Dr. Mary L. Gray is a Senior Researcher at Microsoft Research New England and an Associate Professor in the Department of Communication and Culture, with adjunct positions in American Studies, Anthropology, and Gender Studies at Indiana University, Bloomington. Her research looks at how everyday uses of media shape people’s understandings and expressions of their social identities. She is the author of In Your Face: Stories from the Lives of Queer Youth (1999). Her most recent book, Out in the Country: Youth, Media, and Queer Visibility in Rural America (NYU Press) examines how young people in rural parts of the United States fashion queer senses of gender and sexual identity and the role that media–particularly the internet–play in their lives and political work.
Dr. Erica Halverson is an Associate Professor of Digital Media and Literacy in the Department of Curriculum and Instruction at the University of Wisconsin-Madison. Erica works at the intersection of the arts and the learning sciences by studying how people learn in and through the arts. Erica has worked across artistic disciplines examining how young people learn to make art about the stories of their lives and has found that art-making supports positive identity development and competence with representations across a variety of media. Currently, Erica is supported by the National Science Foundation to study and design makerspace experiences for young people and families. Erica is the recipient of the 2010 Jan Hawkins Award for Early Career Contributions to Humanistic Research and Scholarship in Learning Technologies and she is the author of many articles on the generative impacts of the arts on youth.
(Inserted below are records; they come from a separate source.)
impl SyncOutcome {
    /// Returns `true` if bytes were transferred.
    #[inline]
    pub fn is_transferred(self) -> bool {
        matches!(self, Self::Transferred)
    }
}

/// Coordinates the local cache, remote object storage and the fingerprint
/// index.
///
/// Holds no mutable state beyond its collaborators, so every method may run
/// concurrently. Nothing is retried and nothing is rolled back.
#[derive(Clone)]
pub struct AudioRepository {
    config: RepositoryConfig,
    cache: CacheDir,
    storage: Arc<dyn ObjectStorage>,
    index: Arc<dyn FingerprintIndex>,
}

impl AudioRepository {
    /// Creates a repository over `storage` and `index`.
    pub fn new(
        config: RepositoryConfig,
        storage: impl ObjectStorage + 'static,
        index: impl FingerprintIndex + 'static,
    ) -> Result<Self> {
        Self::from_shared(config, Arc::new(storage), Arc::new(index))
    }

    /// Creates a repository over shared collaborators.
    pub fn from_shared(
        config: RepositoryConfig,
        storage: Arc<dyn ObjectStorage>,
        index: Arc<dyn FingerprintIndex>,
    ) -> Result<Self> {
        config.validate()?;

        tracing::debug!(
            target: TRACING_TARGET_REPOSITORY,
            audio_dir = %config.audio_dir.display(),
            default_bucket = %config.default_bucket,
            key_layout = %config.key_layout,
            "Audio repository created"
        );

        Ok(Self {
            cache: CacheDir::new(&config.audio_dir),
            config,
            storage,
            index,
        })
    }

    /// Returns the configuration.
    pub fn config(&self) -> &RepositoryConfig {
        &self.config
    }

    /// Returns the cache directory.
    pub fn cache(&self) -> &CacheDir {
        &self.cache
    }

    fn bucket<'a>(&'a self, bucket: Option<&'a str>) -> &'a str {
        bucket.unwrap_or(&self.config.default_bucket)
    }

    /// Registers an asset in the index and uploads it to remote storage.
    ///
    /// `path` names the asset in the cache directory and is hashed into its
    /// [`AudioId`]. The index receives the cached file, or no path when the
    /// file is absent. The cached file is then uploaded to `bucket` (or the
    /// default bucket) under the key derived from `info`; empty descriptor
    /// fields are left out of that key.
    ///
    /// Returns the index's own success flag. If the upload fails the index
    /// entry stays and the upload error is returned; with the file absent
    /// that error is `SourceNotFound`. A descriptor with no non-empty key
    /// field is still stored, then fails with [`Error::EmptyKey`].
    pub async fn register_audio(
        &self,
        info: &AudioInfo,
        path: &str,
        bucket: Option<&str>,
    ) -> Result<bool> {
        self.register_audio_with(info, path, bucket, &TransferOptions::default())
            .await
    }

    /// [`register_audio`](Self::register_audio) with transfer options.
    #[tracing::instrument(
        name = "repository.register_audio",
        skip_all,
        target = TRACING_TARGET_REPOSITORY,
        fields(path = %path, author = %info.author, album = %info.album, title = %info.title)
    )]
    pub async fn register_audio_with(
        &self,
        info: &AudioInfo,
        path: &str,
        bucket: Option<&str>,
        options: &TransferOptions,
    ) -> Result<bool> {
        let id = AudioId::from_path(path);
        let local_path = self.cache.resolve(path)?;
        let cached = self.cache.existing(path).await?;
        let bucket = self.bucket(bucket);

        let registered = self.index.store(id, cached.as_deref(), info)?;

        tracing::info!(
            target: TRACING_TARGET_REPOSITORY,
            id = %id,
            registered,
            cached = cached.is_some(),
            "Audio stored in fingerprint index"
        );

        let Some(destination) = self.config.key_layout.destination_key(info) else {
            tracing::warn!(
                target: TRACING_TARGET_REPOSITORY,
                id = %id,
                "No remote key for descriptor after index registration"
            );
            return Err(Error::EmptyKey);
        };

        let source = cached.unwrap_or(local_path);
        if let Err(err) = self
            .storage
            .upload(bucket, &source, &destination, options)
            .await
        {
            tracing::warn!(
                target: TRACING_TARGET_REPOSITORY,
                id = %id,
                bucket = %bucket,
                destination = %destination,
                error = %err,
                "Upload failed after index registration"
            );
            return Err(err.into());
        }

        tracing::info!(
            target: TRACING_TARGET_REPOSITORY,
            id = %id,
            bucket = %bucket,
            destination = %destination,
            "Audio registered"
        );

        Ok(registered)
    }

    /// Returns the descriptor of the best index match for `path`.
    pub fn get_audio(&self, path: impl AsRef<Path>) -> Result<AudioInfo> {
        let best = self.index.query(path.as_ref())?;
        Ok(self.index.describe(best.id)?)
    }

    /// Returns the descriptors of every index match for `path`, in the
    /// index's order.
    pub fn get_audio_list(&self, path: impl AsRef<Path>) -> Result<Vec<AudioInfo>> {
        self.index
            .query_list(path.as_ref())?
            .into_iter()
            .map(|m| self.index.describe(m.id).map_err(Error::from))
            .collect()
    }

    /// Copies `reader` into the cache as `file_name`, replacing any existing
    /// file. Returns the cached path.
    pub async fn save_audio<R>(&self, reader: &mut R, file_name: &str) -> Result<PathBuf>
    where
        R: AsyncRead + Unpin + ?Sized,
    {
        self.cache.save(reader, file_name).await
    }

    /// Returns the cached path of `name` if the file exists.
    pub async fn audio_path(&self, name: &str) -> Result<Option<PathBuf>> {
        self.cache.existing(name).await
    }

    /// Uploads the cached `file_name` under the same key.
    ///
    /// Skips without touching storage when the file is not cached.
    pub async fn upload(&self, file_name: &str, bucket: Option<&str>) -> Result<SyncOutcome> {
        self.upload_with(file_name, bucket, &TransferOptions::default())
            .await
    }

    /// [`upload`](Self::upload) with transfer options.
    #[tracing::instrument(
        name = "repository.upload",
        skip_all,
        target = TRACING_TARGET_REPOSITORY,
        fields(file_name = %file_name, bucket = ?bucket)
    )]
    pub async fn upload_with(
        &self,
        file_name: &str,
        bucket: Option<&str>,
        options: &TransferOptions,
    ) -> Result<SyncOutcome> {
        let Some(local_path) = self.cache.existing(file_name).await? else {
            tracing::debug!(
                target: TRACING_TARGET_REPOSITORY,
                file_name,
                "Upload skipped: file not cached"
            );
            return Ok(SyncOutcome::Skipped);
        };

        let bucket = self.bucket(bucket);
        self.storage
            .upload(bucket, &local_path, file_name, options)
            .await?;

        Ok(SyncOutcome::Transferred)
    }

    /// Downloads `file_name` into the cache when it is not cached yet.
    ///
    /// An existing cached file is left untouched, however stale.
    pub async fn download(&self, file_name: &str, bucket: Option<&str>) -> Result<SyncOutcome> {
        self.download_with(file_name, bucket, &TransferOptions::default())
            .await
    }

    /// [`download`](Self::download) with transfer options.
    #[tracing::instrument(
        name = "repository.download",
        skip_all,
        target = TRACING_TARGET_REPOSITORY,
        fields(file_name = %file_name, bucket = ?bucket)
    )]
    pub async fn download_with(
        &self,
        file_name: &str,
        bucket: Option<&str>,
        options: &TransferOptions,
    ) -> Result<SyncOutcome> {
        let local_path = self.cache.resolve(file_name)?;
        if self.cache.existing(file_name).await?.is_some() {
            tracing::debug!(
                target: TRACING_TARGET_REPOSITORY,
                file_name,
                "Download skipped: file already cached"
            );
            return Ok(SyncOutcome::Skipped);
        }

        let bucket = self.bucket(bucket);
        self.storage
            .download(bucket, file_name, &local_path, options)
            .await?;

        Ok(SyncOutcome::Transferred)
    }
}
For nearly 20 years, Meghan McDermott has been a key supporter of young people’s positive development through media, technology, and the arts. After her tenure as a researcher with the EDC Center for Children & Technology, Meghan led Global Action Project (GAP), an award-winning youth media arts organization from 2003-2013, leading implementation of its social change mission and strengthening G.A.P.’s position as a national leader in the field of youth media. She has served as an advisor for the Youth Media Learning Network, the Youth Media Reporter, as well as joined grant-making panels for NYSCA, the Smithsonian, and the NEA. She was a founding member of the Urban Visionaries Youth Film Festival and the NYC Critical Literacy Study Group for youth media practitioners in New York. Meghan received her masters in education from Harvard and has continued to develop her leadership through participation in NAMAC’s Media Arts Leadership Institute, Columbia University’s Institute for Non-Profit Management, the Rockwood Leadership Institute, and most recently as a Coro Fellow.